Collected data:
★ ★ ★ ★ ★ ★ ★
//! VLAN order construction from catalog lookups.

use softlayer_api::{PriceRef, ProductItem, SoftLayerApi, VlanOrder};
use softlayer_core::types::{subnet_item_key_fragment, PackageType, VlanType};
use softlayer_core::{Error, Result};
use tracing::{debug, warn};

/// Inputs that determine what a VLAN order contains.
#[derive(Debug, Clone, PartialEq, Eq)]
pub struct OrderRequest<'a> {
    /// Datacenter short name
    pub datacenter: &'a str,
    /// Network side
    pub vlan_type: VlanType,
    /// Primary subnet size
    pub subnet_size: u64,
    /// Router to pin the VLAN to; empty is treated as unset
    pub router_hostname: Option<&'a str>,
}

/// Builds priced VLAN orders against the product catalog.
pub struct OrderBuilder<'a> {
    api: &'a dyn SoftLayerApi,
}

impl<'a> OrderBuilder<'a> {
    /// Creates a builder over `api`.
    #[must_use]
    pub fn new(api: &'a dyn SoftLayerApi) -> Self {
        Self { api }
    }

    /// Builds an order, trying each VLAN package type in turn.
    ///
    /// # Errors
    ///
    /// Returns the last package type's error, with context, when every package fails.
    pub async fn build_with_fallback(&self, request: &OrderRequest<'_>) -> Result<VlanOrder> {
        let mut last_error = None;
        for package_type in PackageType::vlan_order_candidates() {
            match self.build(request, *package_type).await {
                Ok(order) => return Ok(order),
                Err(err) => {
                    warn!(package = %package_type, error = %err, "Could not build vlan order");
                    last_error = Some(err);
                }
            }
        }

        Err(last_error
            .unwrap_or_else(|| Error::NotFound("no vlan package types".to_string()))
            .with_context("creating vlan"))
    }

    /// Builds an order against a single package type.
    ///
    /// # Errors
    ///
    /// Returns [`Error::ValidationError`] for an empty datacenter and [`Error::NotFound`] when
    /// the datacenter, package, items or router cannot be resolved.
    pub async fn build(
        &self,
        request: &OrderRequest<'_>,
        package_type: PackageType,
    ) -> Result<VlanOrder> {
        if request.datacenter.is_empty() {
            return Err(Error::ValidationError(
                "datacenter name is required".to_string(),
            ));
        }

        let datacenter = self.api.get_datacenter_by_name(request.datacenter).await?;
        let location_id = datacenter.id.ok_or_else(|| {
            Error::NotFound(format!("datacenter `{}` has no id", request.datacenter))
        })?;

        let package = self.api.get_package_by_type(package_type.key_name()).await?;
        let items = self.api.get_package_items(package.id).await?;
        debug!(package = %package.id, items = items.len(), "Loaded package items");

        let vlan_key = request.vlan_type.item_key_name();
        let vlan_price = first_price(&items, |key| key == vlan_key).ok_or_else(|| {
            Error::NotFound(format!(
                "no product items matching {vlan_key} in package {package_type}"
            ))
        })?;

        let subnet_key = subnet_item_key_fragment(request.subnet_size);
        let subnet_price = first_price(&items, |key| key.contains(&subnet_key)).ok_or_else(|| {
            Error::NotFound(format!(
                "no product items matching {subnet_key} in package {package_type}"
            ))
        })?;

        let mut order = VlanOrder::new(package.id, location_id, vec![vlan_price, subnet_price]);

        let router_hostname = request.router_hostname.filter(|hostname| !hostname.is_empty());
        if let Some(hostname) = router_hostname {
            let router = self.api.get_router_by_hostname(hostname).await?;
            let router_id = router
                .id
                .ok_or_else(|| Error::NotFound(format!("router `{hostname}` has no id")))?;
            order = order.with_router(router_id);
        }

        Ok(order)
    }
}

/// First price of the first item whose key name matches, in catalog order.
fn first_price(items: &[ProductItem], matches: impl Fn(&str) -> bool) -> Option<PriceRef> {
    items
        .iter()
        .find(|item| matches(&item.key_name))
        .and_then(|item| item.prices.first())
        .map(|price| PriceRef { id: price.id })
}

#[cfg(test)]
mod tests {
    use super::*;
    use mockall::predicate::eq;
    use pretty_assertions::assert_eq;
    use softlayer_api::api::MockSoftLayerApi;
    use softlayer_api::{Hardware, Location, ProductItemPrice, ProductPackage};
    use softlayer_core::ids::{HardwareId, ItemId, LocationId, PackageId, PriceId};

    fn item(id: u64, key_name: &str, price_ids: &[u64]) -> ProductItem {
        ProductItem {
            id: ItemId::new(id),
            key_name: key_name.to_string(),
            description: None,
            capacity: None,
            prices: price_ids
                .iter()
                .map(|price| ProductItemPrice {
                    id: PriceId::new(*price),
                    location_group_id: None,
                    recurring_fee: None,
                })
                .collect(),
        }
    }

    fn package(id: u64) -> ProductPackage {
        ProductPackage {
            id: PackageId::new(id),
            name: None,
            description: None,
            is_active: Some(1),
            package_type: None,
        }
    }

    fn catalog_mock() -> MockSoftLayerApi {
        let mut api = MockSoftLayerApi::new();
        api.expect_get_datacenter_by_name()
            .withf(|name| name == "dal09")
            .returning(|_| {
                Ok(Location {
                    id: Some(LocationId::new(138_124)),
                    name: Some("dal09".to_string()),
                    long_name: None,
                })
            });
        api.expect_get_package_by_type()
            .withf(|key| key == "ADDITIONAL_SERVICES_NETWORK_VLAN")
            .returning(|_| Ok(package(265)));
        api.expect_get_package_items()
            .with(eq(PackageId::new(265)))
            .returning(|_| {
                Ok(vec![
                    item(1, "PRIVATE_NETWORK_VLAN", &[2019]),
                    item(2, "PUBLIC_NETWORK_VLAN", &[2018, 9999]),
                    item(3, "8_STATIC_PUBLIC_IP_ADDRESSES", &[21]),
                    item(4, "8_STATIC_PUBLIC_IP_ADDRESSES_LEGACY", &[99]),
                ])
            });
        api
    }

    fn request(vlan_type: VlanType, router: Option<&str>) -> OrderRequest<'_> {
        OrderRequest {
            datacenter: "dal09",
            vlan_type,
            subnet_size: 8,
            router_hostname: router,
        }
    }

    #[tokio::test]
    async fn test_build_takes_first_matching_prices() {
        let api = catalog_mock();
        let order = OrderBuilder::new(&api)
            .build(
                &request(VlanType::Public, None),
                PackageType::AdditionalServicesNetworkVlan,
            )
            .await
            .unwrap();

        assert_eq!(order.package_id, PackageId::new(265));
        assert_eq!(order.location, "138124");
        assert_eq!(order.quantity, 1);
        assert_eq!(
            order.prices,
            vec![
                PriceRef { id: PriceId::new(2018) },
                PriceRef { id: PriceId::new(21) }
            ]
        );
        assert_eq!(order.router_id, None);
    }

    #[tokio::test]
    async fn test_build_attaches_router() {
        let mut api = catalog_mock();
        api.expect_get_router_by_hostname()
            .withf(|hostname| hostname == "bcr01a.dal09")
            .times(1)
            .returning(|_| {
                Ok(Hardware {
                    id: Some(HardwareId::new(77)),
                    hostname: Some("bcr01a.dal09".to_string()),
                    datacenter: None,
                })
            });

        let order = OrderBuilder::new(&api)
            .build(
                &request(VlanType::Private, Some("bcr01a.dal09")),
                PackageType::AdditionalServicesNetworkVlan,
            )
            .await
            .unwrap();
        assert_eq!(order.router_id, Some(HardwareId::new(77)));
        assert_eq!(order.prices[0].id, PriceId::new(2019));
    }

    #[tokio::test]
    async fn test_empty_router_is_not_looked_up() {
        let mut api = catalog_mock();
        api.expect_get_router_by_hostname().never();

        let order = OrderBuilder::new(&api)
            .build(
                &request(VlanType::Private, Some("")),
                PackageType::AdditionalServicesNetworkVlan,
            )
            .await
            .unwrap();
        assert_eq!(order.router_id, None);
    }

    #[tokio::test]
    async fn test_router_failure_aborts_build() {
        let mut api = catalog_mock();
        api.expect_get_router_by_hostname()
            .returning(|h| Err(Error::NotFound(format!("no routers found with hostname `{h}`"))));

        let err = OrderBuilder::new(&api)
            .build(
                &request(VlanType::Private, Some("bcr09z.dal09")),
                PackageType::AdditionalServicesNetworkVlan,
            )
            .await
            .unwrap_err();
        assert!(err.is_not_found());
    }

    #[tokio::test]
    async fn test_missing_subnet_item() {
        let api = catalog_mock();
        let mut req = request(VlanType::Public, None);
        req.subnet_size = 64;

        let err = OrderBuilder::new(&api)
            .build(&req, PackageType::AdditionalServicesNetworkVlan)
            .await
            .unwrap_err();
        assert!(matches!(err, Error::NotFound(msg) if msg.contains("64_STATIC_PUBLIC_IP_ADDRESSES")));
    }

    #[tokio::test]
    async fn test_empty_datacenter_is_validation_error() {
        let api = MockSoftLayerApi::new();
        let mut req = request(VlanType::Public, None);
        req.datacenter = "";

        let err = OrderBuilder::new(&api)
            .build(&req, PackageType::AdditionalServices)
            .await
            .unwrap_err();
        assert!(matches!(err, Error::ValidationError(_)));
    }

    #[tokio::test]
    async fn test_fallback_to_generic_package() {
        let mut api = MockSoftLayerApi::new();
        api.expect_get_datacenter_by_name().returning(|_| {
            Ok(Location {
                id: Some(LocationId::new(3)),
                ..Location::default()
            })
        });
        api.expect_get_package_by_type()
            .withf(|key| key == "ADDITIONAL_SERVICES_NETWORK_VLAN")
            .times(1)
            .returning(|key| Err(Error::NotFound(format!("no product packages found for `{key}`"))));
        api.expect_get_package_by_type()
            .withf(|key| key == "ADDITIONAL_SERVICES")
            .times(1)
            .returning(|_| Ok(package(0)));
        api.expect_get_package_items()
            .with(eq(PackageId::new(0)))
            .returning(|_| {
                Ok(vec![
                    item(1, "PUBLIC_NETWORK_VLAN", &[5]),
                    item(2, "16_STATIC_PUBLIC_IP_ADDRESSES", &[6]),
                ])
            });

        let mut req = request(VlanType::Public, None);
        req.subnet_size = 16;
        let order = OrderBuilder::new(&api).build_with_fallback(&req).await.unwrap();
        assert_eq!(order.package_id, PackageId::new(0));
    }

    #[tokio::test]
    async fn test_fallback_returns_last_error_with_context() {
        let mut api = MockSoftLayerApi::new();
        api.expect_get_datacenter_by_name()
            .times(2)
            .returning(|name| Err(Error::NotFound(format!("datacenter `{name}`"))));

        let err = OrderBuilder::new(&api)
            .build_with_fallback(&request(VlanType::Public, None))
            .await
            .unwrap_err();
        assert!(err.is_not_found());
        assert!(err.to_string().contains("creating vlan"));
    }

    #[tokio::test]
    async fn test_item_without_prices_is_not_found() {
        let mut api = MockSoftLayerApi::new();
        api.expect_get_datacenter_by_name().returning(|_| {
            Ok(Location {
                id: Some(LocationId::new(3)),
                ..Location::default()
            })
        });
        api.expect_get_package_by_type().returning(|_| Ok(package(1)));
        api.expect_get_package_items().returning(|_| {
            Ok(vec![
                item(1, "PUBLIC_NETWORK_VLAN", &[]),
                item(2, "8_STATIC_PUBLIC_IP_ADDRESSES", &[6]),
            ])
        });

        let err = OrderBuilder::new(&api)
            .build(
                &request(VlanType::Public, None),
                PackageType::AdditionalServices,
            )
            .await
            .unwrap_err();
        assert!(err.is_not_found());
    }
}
★ ★ ★ ★ ★ ★ ★
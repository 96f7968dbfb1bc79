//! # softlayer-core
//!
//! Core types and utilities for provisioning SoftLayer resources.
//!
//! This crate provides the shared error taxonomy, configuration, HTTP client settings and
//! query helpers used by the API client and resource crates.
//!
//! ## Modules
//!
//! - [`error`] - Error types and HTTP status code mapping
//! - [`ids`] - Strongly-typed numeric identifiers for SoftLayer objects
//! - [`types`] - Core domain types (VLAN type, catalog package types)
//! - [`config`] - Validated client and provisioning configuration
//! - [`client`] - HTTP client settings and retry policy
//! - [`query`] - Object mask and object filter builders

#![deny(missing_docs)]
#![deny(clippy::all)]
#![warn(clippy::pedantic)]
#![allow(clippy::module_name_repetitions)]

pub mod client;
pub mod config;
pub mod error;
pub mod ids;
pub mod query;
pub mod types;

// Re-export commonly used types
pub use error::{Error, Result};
★ ★ ★ ★ ★ ★ ★
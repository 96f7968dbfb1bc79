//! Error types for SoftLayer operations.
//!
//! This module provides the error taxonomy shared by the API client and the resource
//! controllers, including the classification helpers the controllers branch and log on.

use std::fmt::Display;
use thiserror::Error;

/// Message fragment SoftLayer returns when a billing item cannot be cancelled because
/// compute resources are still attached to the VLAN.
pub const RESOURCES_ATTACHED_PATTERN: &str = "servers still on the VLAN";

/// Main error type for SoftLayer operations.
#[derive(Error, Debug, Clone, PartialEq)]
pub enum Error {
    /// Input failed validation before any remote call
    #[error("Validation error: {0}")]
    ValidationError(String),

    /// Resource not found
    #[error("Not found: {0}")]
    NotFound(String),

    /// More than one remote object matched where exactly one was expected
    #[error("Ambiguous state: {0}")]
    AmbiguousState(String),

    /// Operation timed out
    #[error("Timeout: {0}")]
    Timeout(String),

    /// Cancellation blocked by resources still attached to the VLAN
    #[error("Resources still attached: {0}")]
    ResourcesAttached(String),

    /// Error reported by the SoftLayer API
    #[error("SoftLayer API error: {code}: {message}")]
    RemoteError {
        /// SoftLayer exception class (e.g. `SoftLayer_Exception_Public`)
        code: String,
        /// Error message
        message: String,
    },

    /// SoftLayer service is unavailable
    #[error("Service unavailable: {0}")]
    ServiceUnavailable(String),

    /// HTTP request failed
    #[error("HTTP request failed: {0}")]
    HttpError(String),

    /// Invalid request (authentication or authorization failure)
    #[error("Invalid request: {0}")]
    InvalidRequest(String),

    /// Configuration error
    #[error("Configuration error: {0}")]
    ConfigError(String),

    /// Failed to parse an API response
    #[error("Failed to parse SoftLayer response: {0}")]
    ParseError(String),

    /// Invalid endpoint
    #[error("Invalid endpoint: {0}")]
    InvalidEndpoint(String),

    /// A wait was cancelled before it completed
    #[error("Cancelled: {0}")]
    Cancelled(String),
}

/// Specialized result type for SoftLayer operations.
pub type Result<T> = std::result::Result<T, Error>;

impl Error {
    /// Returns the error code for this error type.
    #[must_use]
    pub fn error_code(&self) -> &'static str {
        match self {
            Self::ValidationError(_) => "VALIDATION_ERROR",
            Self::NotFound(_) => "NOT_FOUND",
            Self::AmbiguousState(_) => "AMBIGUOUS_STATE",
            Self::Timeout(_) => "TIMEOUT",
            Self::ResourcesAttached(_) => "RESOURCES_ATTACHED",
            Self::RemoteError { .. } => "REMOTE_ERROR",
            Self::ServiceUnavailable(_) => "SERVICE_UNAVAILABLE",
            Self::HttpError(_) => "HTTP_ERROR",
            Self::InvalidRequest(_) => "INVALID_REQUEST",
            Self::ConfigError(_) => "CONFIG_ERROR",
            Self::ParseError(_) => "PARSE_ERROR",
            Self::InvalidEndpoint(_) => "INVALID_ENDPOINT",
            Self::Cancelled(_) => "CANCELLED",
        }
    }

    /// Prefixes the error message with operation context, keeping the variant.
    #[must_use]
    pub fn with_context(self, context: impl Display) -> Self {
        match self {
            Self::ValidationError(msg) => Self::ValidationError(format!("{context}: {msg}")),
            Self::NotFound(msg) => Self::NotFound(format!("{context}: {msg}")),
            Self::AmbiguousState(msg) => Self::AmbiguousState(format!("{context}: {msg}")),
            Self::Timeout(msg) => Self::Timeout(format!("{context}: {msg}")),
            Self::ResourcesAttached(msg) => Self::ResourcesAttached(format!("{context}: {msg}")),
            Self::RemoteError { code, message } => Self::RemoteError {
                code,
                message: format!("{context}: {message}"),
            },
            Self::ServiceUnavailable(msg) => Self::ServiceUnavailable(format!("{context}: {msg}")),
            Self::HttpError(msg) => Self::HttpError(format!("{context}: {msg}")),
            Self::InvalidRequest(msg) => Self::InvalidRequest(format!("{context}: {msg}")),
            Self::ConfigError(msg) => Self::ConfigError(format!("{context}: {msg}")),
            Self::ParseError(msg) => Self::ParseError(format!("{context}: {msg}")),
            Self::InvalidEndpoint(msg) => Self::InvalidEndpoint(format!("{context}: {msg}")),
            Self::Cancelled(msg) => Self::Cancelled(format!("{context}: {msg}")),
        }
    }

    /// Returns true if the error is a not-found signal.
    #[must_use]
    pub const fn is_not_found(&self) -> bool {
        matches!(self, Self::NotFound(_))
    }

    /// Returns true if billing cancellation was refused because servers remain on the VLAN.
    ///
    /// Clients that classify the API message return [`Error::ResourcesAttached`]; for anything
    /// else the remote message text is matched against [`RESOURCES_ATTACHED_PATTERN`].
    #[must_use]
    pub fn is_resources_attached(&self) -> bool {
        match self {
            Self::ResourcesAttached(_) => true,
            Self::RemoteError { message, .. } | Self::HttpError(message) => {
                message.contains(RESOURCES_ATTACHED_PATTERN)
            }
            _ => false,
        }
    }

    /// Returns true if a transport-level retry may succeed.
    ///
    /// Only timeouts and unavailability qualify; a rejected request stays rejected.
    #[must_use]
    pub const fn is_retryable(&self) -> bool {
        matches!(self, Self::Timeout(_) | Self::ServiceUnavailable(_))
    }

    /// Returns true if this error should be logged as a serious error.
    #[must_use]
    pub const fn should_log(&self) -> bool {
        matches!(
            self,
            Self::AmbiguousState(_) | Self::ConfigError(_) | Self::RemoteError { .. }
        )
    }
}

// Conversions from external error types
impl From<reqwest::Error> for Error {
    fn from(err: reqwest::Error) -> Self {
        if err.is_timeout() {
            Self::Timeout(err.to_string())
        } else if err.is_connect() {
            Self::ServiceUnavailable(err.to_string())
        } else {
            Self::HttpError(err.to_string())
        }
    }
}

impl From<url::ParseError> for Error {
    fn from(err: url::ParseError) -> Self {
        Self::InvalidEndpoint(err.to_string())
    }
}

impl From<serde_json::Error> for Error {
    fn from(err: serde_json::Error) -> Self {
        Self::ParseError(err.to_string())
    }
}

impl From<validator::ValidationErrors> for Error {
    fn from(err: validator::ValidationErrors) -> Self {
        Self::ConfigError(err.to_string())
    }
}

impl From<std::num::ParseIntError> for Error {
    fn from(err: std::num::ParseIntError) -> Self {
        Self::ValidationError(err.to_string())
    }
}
★ ★ ★ ★ ★ ★ ★
Print exactly the lines above, between the one holding "from catalog lookups." and the one holding "every package fails.", inclusive, and nothing besides.

//! VLAN order construction from catalog lookups.

use softlayer_api::{PriceRef, ProductItem, SoftLayerApi, VlanOrder};
use softlayer_core::types::{subnet_item_key_fragment, PackageType, VlanType};
use softlayer_core::{Error, Result};
use tracing::{debug, warn};

/// Inputs that determine what a VLAN order contains.
#[derive(Debug, Clone, PartialEq, Eq)]
pub struct OrderRequest<'a> {
    /// Datacenter short name
    pub datacenter: &'a str,
    /// Network side
    pub vlan_type: VlanType,
    /// Primary subnet size
    pub subnet_size: u64,
    /// Router to pin the VLAN to; empty is treated as unset
    pub router_hostname: Option<&'a str>,
}

/// Builds priced VLAN orders against the product catalog.
pub struct OrderBuilder<'a> {
    api: &'a dyn SoftLayerApi,
}

impl<'a> OrderBuilder<'a> {
    /// Creates a builder over `api`.
    #[must_use]
    pub fn new(api: &'a dyn SoftLayerApi) -> Self {
        Self { api }
    }

    /// Builds an order, trying each VLAN package type in turn.
    ///
    /// # Errors
    ///
    /// Returns the last package type's error, with context, when every package fails.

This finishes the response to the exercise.